Rapid developments in high-throughput sequencing have enabled biologists to collect large volumes of multi-omics data with unprecedented resolution. However, interpretation of such an increasing amount of heterogeneous biological data becomes highly nontrivial. In my talk, I will present a data-driven research paradigm to discover testable hypotheses directly from biological data in an interpretable and error-controlled fashion. In particular, the talk will mainly focus on three recent works that span the critical components to biomedical research: data collection, hypothesis generation, and hypothesis prioritization:  

(1) An interpretation method that generates testable biological hypotheses from deep learning models.
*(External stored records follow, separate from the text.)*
//! Per-request provider attempt tracking.

use serde::Serialize;

use crate::errors::{ErrorType, MarketDataError};
use crate::models::ProviderId;

/// Record of a single provider attempt during a fetch.
#[derive(Clone, Debug, PartialEq, Serialize)]
#[serde(rename_all = "camelCase")]
pub struct ProviderAttempt {
    pub provider_id: ProviderId,
    pub success: bool,
    #[serde(skip_serializing_if = "Option::is_none")]
    pub error_type: Option<ErrorType>,
    #[serde(skip_serializing_if = "Option::is_none")]
    pub error: Option<String>,
    /// Calls made to this provider, retries included.
    #[serde(skip_serializing_if = "Option::is_none")]
    pub calls: Option<u32>,
}

/// Detailed result of a fetch operation.
#[derive(Clone, Debug, Default)]
pub struct FetchDiagnostics {
    pub attempts: Vec<ProviderAttempt>,
}

impl FetchDiagnostics {
    pub fn new() -> Self {
        Self {
            attempts: Vec::new(),
        }
    }

    pub fn record_error(&mut self, provider_id: ProviderId, error: &MarketDataError) {
        self.attempts.push(ProviderAttempt {
            provider_id,
            success: false,
            error_type: Some(error.error_type()),
            error: Some(error.to_string()),
            calls: error.attempts(),
        });
    }

    pub fn record_success(&mut self, provider_id: ProviderId) {
        self.attempts.push(ProviderAttempt {
            provider_id,
            success: true,
            error_type: None,
            error: None,
            calls: None,
        });
    }

    /// Summary for logging/debugging.
    pub fn summary(&self) -> String {
        self.attempts
            .iter()
            .map(|a| {
                if a.success {
                    format!("{}: SUCCESS", a.provider_id)
                } else if let Some(err) = &a.error {
                    format!("{}: ERROR ({})", a.provider_id, err)
                } else {
                    format!("{}: UNKNOWN", a.provider_id)
                }
            })
            .collect::<Vec<_>>()
            .join(" -> ")
    }

    /// Check if any provider succeeded.
    pub fn has_success(&self) -> bool {
        self.attempts.iter().any(|a| a.success)
    }

    /// Get all errors.
    pub fn errors(&self) -> Vec<(&ProviderId, &str)> {
        self.attempts
            .iter()
            .filter_map(|a| a.error.as_ref().map(|e| (&a.provider_id, e.as_str())))
            .collect()
    }

    pub fn into_attempts(self) -> Vec<ProviderAttempt> {
        self.attempts
    }
}

#[cfg(test)]
mod tests {
    use std::borrow::Cow;

    use super::*;

    fn outage() -> MarketDataError {
        MarketDataError::Exhausted {
            attempts: 4,
            source: Box::new(MarketDataError::ServiceUnavailable {
                provider: "ALPHA".to_string(),
                message: "HTTP 503".to_string(),
                retry_after_seconds: None,
            }),
        }
    }

    #[test]
    fn test_diagnostics_summary() {
        let mut diag = FetchDiagnostics::new();
        diag.record_error(Cow::Borrowed("ALPHA"), &outage());
        diag.record_success(Cow::Borrowed("BETA"));

        let summary = diag.summary();
        assert!(summary.starts_with("ALPHA: ERROR (Service unavailable"));
        assert!(summary.ends_with("BETA: SUCCESS"));
        assert_eq!(diag.attempts[0].calls, Some(4));
        assert_eq!(
            diag.attempts[0].error_type,
            Some(ErrorType::ServiceUnavailable)
        );
    }

    #[test]
    fn test_has_success() {
        let mut diag = FetchDiagnostics::new();
        diag.record_error(Cow::Borrowed("ALPHA"), &outage());
        assert!(!diag.has_success());
        assert_eq!(diag.errors().len(), 1);

        diag.record_success(Cow::Borrowed("BETA"));
        assert!(diag.has_success());
    }
}
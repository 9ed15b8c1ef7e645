//! Retry scheduling with exponential backoff and cooperative cancellation.
//!
//! Every logical operation gets an id, a [`RetryContext`] visible to callers
//! while it runs, and its own cancellation token. Waits between attempts go
//! through the injected [`Clock`] so tests run on virtual time.

use std::collections::HashMap;
use std::future::Future;
use std::sync::{Arc, Mutex, MutexGuard};
use std::time::Duration;

use chrono::{DateTime, Utc};
use log::{debug, info, warn};
use serde::Serialize;
use tokio_util::sync::CancellationToken;

use crate::clock::{to_delta, Clock};
use crate::errors::{ErrorClassifier, MarketDataError};
use crate::provider::RetryPolicy;

pub type ProgressCallback = Arc<dyn Fn(&RetryProgress) + Send + Sync>;
pub type ErrorCallback = Arc<dyn Fn(&MarketDataError, u32) + Send + Sync>;
pub type SuccessCallback = Arc<dyn Fn(u32) + Send + Sync>;

/// Progress notifications emitted between attempts.
#[derive(Clone, Debug, PartialEq, Serialize)]
#[serde(tag = "phase", rename_all = "camelCase")]
pub enum RetryProgress {
    /// Attempt `attempt` failed; the next one fires after `delay`.
    #[serde(rename_all = "camelCase")]
    Waiting {
        operation_id: String,
        attempt: u32,
        next_attempt: u32,
        max_attempts: u32,
        #[serde(with = "crate::provider::duration_millis")]
        delay: Duration,
        message: String,
    },
    /// Attempt `attempt` is starting.
    #[serde(rename_all = "camelCase")]
    Retrying {
        operation_id: String,
        attempt: u32,
        max_attempts: u32,
    },
}

/// State of one in-flight operation.
#[derive(Clone, Debug, PartialEq, Serialize)]
#[serde(rename_all = "camelCase")]
pub struct RetryContext {
    pub operation_id: String,
    /// 1-based number of the current (or last started) attempt.
    pub attempt: u32,
    pub max_attempts: u32,
    pub next_retry_at: Option<DateTime<Utc>>,
    pub cancelled: bool,
}

/// Per-call retry settings and hooks.
#[derive(Clone)]
pub struct RetryOptions {
    pub max_retries: u32,
    pub base_delay: Duration,
    pub max_delay: Duration,
    pub on_progress: Option<ProgressCallback>,
    pub on_error: Option<ErrorCallback>,
    pub on_success: Option<SuccessCallback>,
}

impl Default for RetryOptions {
    fn default() -> Self {
        RetryOptions::from(&RetryPolicy::default())
    }
}

impl From<&RetryPolicy> for RetryOptions {
    fn from(policy: &RetryPolicy) -> Self {
        Self {
            max_retries: policy.max_retries,
            base_delay: policy.base_delay,
            max_delay: policy.max_delay,
            on_progress: None,
            on_error: None,
            on_success: None,
        }
    }
}

impl RetryOptions {
    pub fn with_progress(mut self, callback: ProgressCallback) -> Self {
        self.on_progress = Some(callback);
        self
    }

    pub fn with_on_error(mut self, callback: ErrorCallback) -> Self {
        self.on_error = Some(callback);
        self
    }

    pub fn with_on_success(mut self, callback: SuccessCallback) -> Self {
        self.on_success = Some(callback);
        self
    }

    fn max_attempts(&self) -> u32 {
        self.max_retries.saturating_add(1)
    }

    /// `base_delay * 2^(attempt-1)`, capped at `max_delay`.
    pub fn backoff(&self, attempt: u32) -> Duration {
        let factor = 1u32
            .checked_shl(attempt.saturating_sub(1))
            .unwrap_or(u32::MAX);
        self.base_delay.saturating_mul(factor).min(self.max_delay)
    }

    fn emit(&self, progress: RetryProgress) {
        if let Some(callback) = &self.on_progress {
            callback(&progress);
        }
    }
}

/// Human countdown for a pending retry.
fn countdown_message(delay: Duration, next_attempt: u32, max_attempts: u32) -> String {
    let wait = if delay < Duration::from_secs(1) {
        format!("{}ms", delay.as_millis())
    } else {
        let seconds = delay.as_secs_f64().ceil() as u64;
        if seconds == 1 {
            "1 second".to_string()
        } else {
            format!("{} seconds", seconds)
        }
    };
    format!(
        "Retrying in {} (attempt {} of {})",
        wait, next_attempt, max_attempts
    )
}

struct TrackedOperation {
    context: RetryContext,
    token: CancellationToken,
}

/// Runs operations with retries, one independent state per operation id.
pub struct RetryScheduler {
    clock: Arc<dyn Clock>,
    classifier: Arc<dyn ErrorClassifier>,
    operations: Mutex<HashMap<String, TrackedOperation>>,
}

/// Removes the operation's context however `execute_with_retry` exits.
struct OperationGuard<'a> {
    scheduler: &'a RetryScheduler,
    operation_id: &'a str,
}

impl Drop for OperationGuard<'_> {
    fn drop(&mut self) {
        self.scheduler.lock_operations().remove(self.operation_id);
    }
}

impl RetryScheduler {
    pub fn new(clock: Arc<dyn Clock>, classifier: Arc<dyn ErrorClassifier>) -> Self {
        Self {
            clock,
            classifier,
            operations: Mutex::new(HashMap::new()),
        }
    }

    /// Lock the operations mutex, recovering from poison if necessary.
    fn lock_operations(&self) -> MutexGuard<'_, HashMap<String, TrackedOperation>> {
        self.operations.lock().unwrap_or_else(|poisoned| {
            warn!("Retry scheduler mutex was poisoned, recovering");
            poisoned.into_inner()
        })
    }

    fn register(
        &self,
        operation_id: &str,
        max_attempts: u32,
    ) -> Result<CancellationToken, MarketDataError> {
        let mut operations = self.lock_operations();
        if operations.contains_key(operation_id) {
            return Err(MarketDataError::invalid_request(format!(
                "Operation '{}' is already in flight",
                operation_id
            )));
        }
        let token = CancellationToken::new();
        operations.insert(
            operation_id.to_string(),
            TrackedOperation {
                context: RetryContext {
                    operation_id: operation_id.to_string(),
                    attempt: 0,
                    max_attempts,
                    next_retry_at: None,
                    cancelled: false,
                },
                token: token.clone(),
            },
        );
        Ok(token)
    }

    fn update_context(&self, operation_id: &str, update: impl FnOnce(&mut RetryContext)) {
        if let Some(operation) = self.lock_operations().get_mut(operation_id) {
            update(&mut operation.context);
        }
    }

    fn cancelled_error(operation_id: &str) -> MarketDataError {
        MarketDataError::Cancelled {
            operation_id: operation_id.to_string(),
        }
    }

    /// Run `operation` until it succeeds, fails terminally, runs out of
    /// attempts, or is cancelled.
    ///
    /// `operation` receives the 1-based attempt number. Terminal failures are
    /// wrapped in [`MarketDataError::Exhausted`] with the number of attempts
    /// made; cancellation yields a bare [`MarketDataError::Cancelled`].
    pub async fn execute_with_retry<T, F, Fut>(
        &self,
        operation_id: &str,
        options: RetryOptions,
        mut operation: F,
    ) -> Result<T, MarketDataError>
    where
        F: FnMut(u32) -> Fut,
        Fut: Future<Output = Result<T, MarketDataError>>,
    {
        let max_attempts = options.max_attempts();
        let token = self.register(operation_id, max_attempts)?;
        let _guard = OperationGuard {
            scheduler: self,
            operation_id,
        };

        for attempt in 1..=max_attempts {
            if token.is_cancelled() {
                return Err(Self::cancelled_error(operation_id));
            }

            self.update_context(operation_id, |context| {
                context.attempt = attempt;
                context.next_retry_at = None;
            });
            if attempt > 1 {
                options.emit(RetryProgress::Retrying {
                    operation_id: operation_id.to_string(),
                    attempt,
                    max_attempts,
                });
            }

            let result = operation(attempt).await;

            // A result that lands after cancellation is discarded.
            if token.is_cancelled() {
                debug!(
                    "Operation '{}' cancelled during attempt {}, discarding result",
                    operation_id, attempt
                );
                return Err(Self::cancelled_error(operation_id));
            }

            let error = match result {
                Ok(value) => {
                    if let Some(callback) = &options.on_success {
                        callback(attempt);
                    }
                    return Ok(value);
                }
                Err(error) => error,
            };

            if let Some(callback) = &options.on_error {
                callback(&error, attempt);
            }

            let classification = self.classifier.classify(&error);
            if !classification.retryable || attempt == max_attempts {
                debug!(
                    "Operation '{}' giving up after attempt {}/{}: {}",
                    operation_id, attempt, max_attempts, error
                );
                return Err(MarketDataError::Exhausted {
                    attempts: attempt,
                    source: Box::new(error),
                });
            }

            // A wait dictated by the error is honoured in full; only computed
            // backoff is capped.
            let delay = classification
                .suggested_delay
                .unwrap_or_else(|| options.backoff(attempt));
            let next_retry_at = self.clock.now() + to_delta(delay);
            self.update_context(operation_id, |context| {
                context.next_retry_at = Some(next_retry_at);
            });

            info!(
                "Operation '{}' attempt {}/{} failed ({}), retrying in {:?}",
                operation_id, attempt, max_attempts, error, delay
            );
            options.emit(RetryProgress::Waiting {
                operation_id: operation_id.to_string(),
                attempt,
                next_attempt: attempt + 1,
                max_attempts,
                delay,
                message: countdown_message(delay, attempt + 1, max_attempts),
            });

            tokio::select! {
                biased;
                _ = token.cancelled() => {
                    debug!("Operation '{}' cancelled while waiting", operation_id);
                    return Err(Self::cancelled_error(operation_id));
                }
                _ = self.clock.sleep(delay) => {}
            }
        }

        // max_attempts >= 1, so the loop always returns.
        Err(Self::cancelled_error(operation_id))
    }

    /// Cancel an in-flight operation.
    ///
    /// Returns `false` when no operation with this id is running.
    pub fn cancel(&self, operation_id: &str) -> bool {
        let mut operations = self.lock_operations();
        match operations.get_mut(operation_id) {
            Some(operation) => {
                operation.context.cancelled = true;
                operation.context.next_retry_at = None;
                operation.token.cancel();
                info!("Operation '{}' cancelled", operation_id);
                true
            }
            None => false,
        }
    }

    pub fn context(&self, operation_id: &str) -> Option<RetryContext> {
        self.lock_operations()
            .get(operation_id)
            .map(|operation| operation.context.clone())
    }

    /// Ids of every operation currently running.
    pub fn active_operations(&self) -> Vec<String> {
        let mut ids: Vec<_> = self.lock_operations().keys().cloned().collect();
        ids.sort();
        ids
    }
}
Specifically, I developed an uncertainty-aware method to identify from single-cell RNA-seq data a combinatorial gene set signature to characterize the single-cell type. This method pioneers efforts to streamline existing single-cell analysis pipelines through a unified framework for easy interpretation. 
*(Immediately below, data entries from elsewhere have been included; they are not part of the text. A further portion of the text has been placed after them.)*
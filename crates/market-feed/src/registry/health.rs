//! Provider health tracking.
//!
//! Keeps one [`ProviderRecord`] per provider: a reputation score used for
//! ranking, success/failure counters, and a temporary disablement that kicks
//! in after too many consecutive failures and lifts itself after a cool-down.

use std::collections::BTreeMap;
use std::sync::{Arc, Mutex, MutexGuard};
use std::time::Duration;

use chrono::{DateTime, Utc};
use log::{debug, info, warn};
use serde::{Deserialize, Serialize};

use crate::clock::{to_delta, Clock};
use crate::events::ProviderSwitch;
use crate::provider::duration_millis;
use crate::storage::{Storage, StorageError, PROVIDER_HEALTH_KEY};

const MAX_HEALTH: u8 = 100;

/// Health and bookkeeping for one provider.
#[derive(Clone, Debug, PartialEq, Serialize, Deserialize)]
#[serde(rename_all = "camelCase")]
pub struct ProviderRecord {
    pub id: String,
    pub display_name: String,
    /// Lower value = preferred when health is equal.
    pub priority: i32,
    /// Administrative switch; disabled providers are never selected.
    pub enabled: bool,
    /// Reputation in `0..=100`.
    pub health_score: u8,
    pub consecutive_failures: u32,
    pub success_count: u64,
    pub failure_count: u64,
    pub last_failure_at: Option<DateTime<Utc>>,
    pub last_failure_message: Option<String>,
    /// Set while the provider is cooling down after repeated failures.
    pub disabled_until: Option<DateTime<Utc>>,
}

impl ProviderRecord {
    pub fn new(id: impl Into<String>, display_name: impl Into<String>, priority: i32) -> Self {
        Self {
            id: id.into(),
            display_name: display_name.into(),
            priority,
            enabled: true,
            health_score: MAX_HEALTH,
            consecutive_failures: 0,
            success_count: 0,
            failure_count: 0,
            last_failure_at: None,
            last_failure_message: None,
            disabled_until: None,
        }
    }

    pub fn with_health(mut self, health_score: u8) -> Self {
        self.health_score = health_score.min(MAX_HEALTH);
        self
    }

    /// Whether the provider can be selected right now.
    pub fn is_available(&self) -> bool {
        self.enabled && self.disabled_until.is_none()
    }

    /// Lift an expired cool-down.
    fn refresh(&mut self, now: DateTime<Utc>) {
        if let Some(until) = self.disabled_until {
            if now >= until {
                info!("Provider '{}' cool-down expired, re-enabling", self.id);
                self.disabled_until = None;
                self.consecutive_failures = 0;
            }
        }
    }
}

#[derive(Clone, Debug, PartialEq, Serialize, Deserialize)]
#[serde(default, rename_all = "camelCase")]
pub struct HealthConfig {
    /// Consecutive failures that take a provider out of rotation.
    pub max_consecutive_failures: u32,
    /// How long a provider stays out of rotation.
    #[serde(with = "duration_millis")]
    pub cooldown: Duration,
    pub success_delta: u8,
    pub failure_delta: u8,
}

impl Default for HealthConfig {
    fn default() -> Self {
        Self {
            max_consecutive_failures: 3,
            cooldown: Duration::from_secs(5 * 60),
            success_delta: 5,
            failure_delta: 10,
        }
    }
}

#[derive(Debug, Default)]
struct HealthState {
    records: BTreeMap<String, ProviderRecord>,
    /// Provider that served the most recent successful request.
    active_provider: Option<String>,
}

impl HealthState {
    fn record_mut(&mut self, id: &str) -> &mut ProviderRecord {
        self.records.entry(id.to_string()).or_insert_with(|| {
            warn!("Health update for unregistered provider '{}'", id);
            ProviderRecord::new(id, id, 10)
        })
    }
}

/// Tracks provider health for ranking and temporary disablement.
pub struct ProviderHealthTracker {
    clock: Arc<dyn Clock>,
    config: HealthConfig,
    state: Mutex<HealthState>,
}

impl ProviderHealthTracker {
    pub fn new(clock: Arc<dyn Clock>) -> Self {
        Self::with_config(clock, HealthConfig::default())
    }

    pub fn with_config(clock: Arc<dyn Clock>, config: HealthConfig) -> Self {
        Self {
            clock,
            config,
            state: Mutex::new(HealthState::default()),
        }
    }

    /// Lock the state mutex, recovering from poison if necessary.
    fn lock_state(&self) -> MutexGuard<'_, HealthState> {
        self.state.lock().unwrap_or_else(|poisoned| {
            warn!("Health tracker mutex was poisoned, recovering");
            poisoned.into_inner()
        })
    }

    /// Add a provider, replacing any record with the same id.
    pub fn register(&self, record: ProviderRecord) {
        debug!(
            "Registering provider '{}' (priority {}, health {})",
            record.id, record.priority, record.health_score
        );
        self.lock_state().records.insert(record.id.clone(), record);
    }

    /// Record a successful request.
    ///
    /// Resets the consecutive-failure counter and any cool-down. Returns a
    /// switch when a different provider served the previous request.
    pub fn record_success(&self, id: &str) -> Option<ProviderSwitch> {
        self.apply_success(id, true)
    }

    /// Record a success from a cross-check fetch.
    ///
    /// Updates health like [`record_success`](Self::record_success) but does
    /// not change which provider counts as serving.
    pub fn record_audit_success(&self, id: &str) {
        self.apply_success(id, false);
    }

    fn apply_success(&self, id: &str, serving: bool) -> Option<ProviderSwitch> {
        let mut state = self.lock_state();
        let record = state.record_mut(id);
        record.success_count += 1;
        record.consecutive_failures = 0;
        record.disabled_until = None;
        record.health_score = record
            .health_score
            .saturating_add(self.config.success_delta)
            .min(MAX_HEALTH);

        if !serving {
            return None;
        }
        let previous = state.active_provider.replace(id.to_string());
        match previous {
            Some(from) if from != id => {
                info!("Serving provider switched from '{}' to '{}'", from, id);
                Some(ProviderSwitch {
                    from,
                    to: id.to_string(),
                })
            }
            _ => None,
        }
    }

    /// Record a failed request.
    ///
    /// Returns `true` when this failure took the provider out of rotation.
    pub fn record_failure(&self, id: &str, message: &str) -> bool {
        let now = self.clock.now();
        let mut state = self.lock_state();
        let record = state.record_mut(id);
        record.refresh(now);

        record.failure_count += 1;
        record.consecutive_failures += 1;
        record.health_score = record
            .health_score
            .saturating_sub(self.config.failure_delta);
        record.last_failure_at = Some(now);
        record.last_failure_message = Some(message.to_string());

        if record.disabled_until.is_none()
            && record.consecutive_failures >= self.config.max_consecutive_failures
        {
            let until = now + to_delta(self.config.cooldown);
            warn!(
                "Provider '{}' disabled until {} after {} consecutive failures",
                id, until, record.consecutive_failures
            );
            record.disabled_until = Some(until);
            return true;
        }

        debug!(
            "Provider '{}' failure {}/{} (health {})",
            id,
            record.consecutive_failures,
            self.config.max_consecutive_failures,
            record.health_score
        );
        false
    }

    /// Selectable providers, healthiest first, ties broken by priority.
    pub fn available_providers(&self) -> Vec<ProviderRecord> {
        let now = self.clock.now();
        let mut state = self.lock_state();

        let mut available: Vec<ProviderRecord> = state
            .records
            .values_mut()
            .map(|record| {
                record.refresh(now);
                record
            })
            .filter(|record| record.is_available())
            .map(|record| record.clone())
            .collect();

        available.sort_by(|a, b| {
            b.health_score
                .cmp(&a.health_score)
                .then(a.priority.cmp(&b.priority))
                .then_with(|| a.id.cmp(&b.id))
        });
        available
    }

    pub fn record(&self, id: &str) -> Option<ProviderRecord> {
        let now = self.clock.now();
        let mut state = self.lock_state();
        state.records.get_mut(id).map(|record| {
            record.refresh(now);
            record.clone()
        })
    }

    /// All records, sorted by id.
    pub fn records(&self) -> Vec<ProviderRecord> {
        let now = self.clock.now();
        let mut state = self.lock_state();
        state
            .records
            .values_mut()
            .map(|record| {
                record.refresh(now);
                record.clone()
            })
            .collect()
    }

    /// Administratively enable or disable a provider.
    ///
    /// Returns `false` when the provider is unknown.
    pub fn set_enabled(&self, id: &str, enabled: bool) -> bool {
        match self.lock_state().records.get_mut(id) {
            Some(record) => {
                info!(
                    "Provider '{}' {}",
                    id,
                    if enabled { "enabled" } else { "disabled" }
                );
                record.enabled = enabled;
                true
            }
            None => false,
        }
    }

    /// Provider that served the most recent successful request.
    pub fn active_provider(&self) -> Option<String> {
        self.lock_state().active_provider.clone()
    }

    /// Write all records to storage.
    pub fn persist(&self, storage: &dyn Storage) -> Result<(), StorageError> {
        let records = self.records();
        let blob = serde_json::to_string(&records)?;
        storage.set(PROVIDER_HEALTH_KEY, &blob)?;
        debug!("Persisted health for {} providers", records.len());
        Ok(())
    }

    /// Load persisted health into registered providers.
    ///
    /// Registration owns `display_name` and `priority`; everything else is
    /// taken from storage. Unknown ids are ignored. Returns how many records
    /// were restored.
    pub fn restore(&self, storage: &dyn Storage) -> Result<usize, StorageError> {
        let Some(blob) = storage.get(PROVIDER_HEALTH_KEY)? else {
            return Ok(0);
        };
        let stored: Vec<ProviderRecord> = serde_json::from_str(&blob)?;

        let mut state = self.lock_state();
        let mut restored = 0;
        for saved in stored {
            match state.records.get_mut(&saved.id) {
                Some(record) => {
                    record.enabled = saved.enabled;
                    record.health_score = saved.health_score.min(MAX_HEALTH);
                    record.consecutive_failures = saved.consecutive_failures;
                    record.success_count = saved.success_count;
                    record.failure_count = saved.failure_count;
                    record.last_failure_at = saved.last_failure_at;
                    record.last_failure_message = saved.last_failure_message;
                    record.disabled_until = saved.disabled_until;
                    restored += 1;
                }
                None => debug!("Ignoring persisted health for unknown provider '{}'", saved.id),
            }
        }
        info!("Restored health for {} providers", restored);
        Ok(restored)
    }
}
(2) A statistical method that subjects the hypotheses generated from deep learning models to error control, without relying on p-values. This method demonstrated to the community for the first time that the interpretation of deep learning models could achieve confidence guarantees.

(3) A critical reevaluation of problematic statistical estimation of the Basic Alignment Search Tool (BLAST), a cornerstone tool used in daily biomedical analysis over the past 30 years.We have introduced an alternative method to address this issue, ensuring that it does not yield inflated estimates of significance. Our study has the potential to influence and reshape numerous conclusions drawn by researchers.